20 Ways To Help You See Your Best Friend In A Whole New Light

We’ve all got that bestie for the restie. You know each other’s sleeping patterns (because you’re messaging each other every waking hour), you know each other’s allergies, and you’re the only person who knows the full story about the broken curtain on the gym shower (and the resulting indecent exposure).

But what don’t you know? What secret traits and unseen sides lie hidden beneath that persona that you know so well? Here are 20 things that will help you find out – there may be even more reasons than you realize to love your best friend.

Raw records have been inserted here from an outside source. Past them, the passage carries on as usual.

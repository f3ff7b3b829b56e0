//! HTTP boundary for the form-review feature.

use std::net::SocketAddr;
use std::sync::Arc;

use anyhow::Context;
use axum::body::Bytes;
use axum::extract::State;
use axum::http::StatusCode;
use axum::routing::{get, post};
use axum::{Json, Router};
use serde::Serialize;

use warden_core::{FieldSuggestion, Importance};
use warden_runtime::{CachedFormReview, FormReviewRequest};

/// Shared handler state.
#[derive(Clone)]
pub struct AppState {
    reviewer: Arc<CachedFormReview>,
}

impl AppState {
    pub fn new(reviewer: CachedFormReview) -> Self {
        Self {
            reviewer: Arc::new(reviewer),
        }
    }
}

#[derive(Debug, Serialize, PartialEq)]
#[serde(rename_all = "camelCase")]
pub struct HealthResponse {
    pub status: &'static str,
    pub backend_configured: bool,
    pub evaluator: String,
}

pub fn router(state: AppState) -> Router {
    Router::new()
        .route("/api/form-review", post(review_form))
        .route("/healthz", get(healthz))
        .with_state(state)
}

/// `POST /api/form-review`. Always answers with a suggestion array.
async fn review_form(
    State(state): State<AppState>,
    body: Bytes,
) -> (StatusCode, Json<Vec<FieldSuggestion>>) {
    let request: FormReviewRequest = match serde_json::from_slice(&body) {
        Ok(request) => request,
        Err(e) => {
            tracing::warn!(error = %e, "Rejecting malformed form-review request");
            return (
                StatusCode::BAD_REQUEST,
                Json(vec![FieldSuggestion::general(
                    Importance::Error,
                    format!("Invalid review request: {}", e),
                )]),
            );
        }
    };

    let suggestions = state.reviewer.review(&request).await;
    (StatusCode::OK, Json(suggestions))
}

async fn healthz(State(state): State<AppState>) -> Json<HealthResponse> {
    let generator = state.reviewer.adapter().generator();
    Json(HealthResponse {
        status: "ok",
        backend_configured: generator.is_configured(),
        evaluator: generator.evaluator_name().to_string(),
    })
}

/// Serve until Ctrl-C.
pub async fn serve(state: AppState, addr: SocketAddr) -> anyhow::Result<()> {
    let listener = tokio::net::TcpListener::bind(addr)
        .await
        .with_context(|| format!("failed to bind {}", addr))?;

    tracing::info!(%addr, "Warden gateway listening");

    axum::serve(listener, router(state))
        .with_graceful_shutdown(async {
            let _ = tokio::signal::ctrl_c().await;
            tracing::info!("Shutting down");
        })
        .await
        .context("server error")
}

1. Visit your best friend at work

You’re used to seeing them in leggings or sweats, with cookie crumbs on their face. But what about in a tie and white button-down, laying down the law and being all serious and powerful? It might just take you aback.

20 ways to see your best friend in a whole new light, Lifehack

    2. Live together for an extended period of time

    Leave dirty dishes around the house, use the last of the shampoo, draw a territorial line on the carpet – living together will push you two to your breaking points. You’ll see those snappy red-mist moments in each other like never before. And your friendship will be the stronger for it.

    20 ways to see your best friend in a whole new light, Lifehack

      3. Visit a place neither of you have ever been

      Time to whack out the rucksacks, the cameras, and the sunglasses and discover a new part of the world together. Expand your horizons as one and discover a new way to hang out. And of course, no trip is complete without an obnoxious picture posted on Instagram, Facebook, and Twitter.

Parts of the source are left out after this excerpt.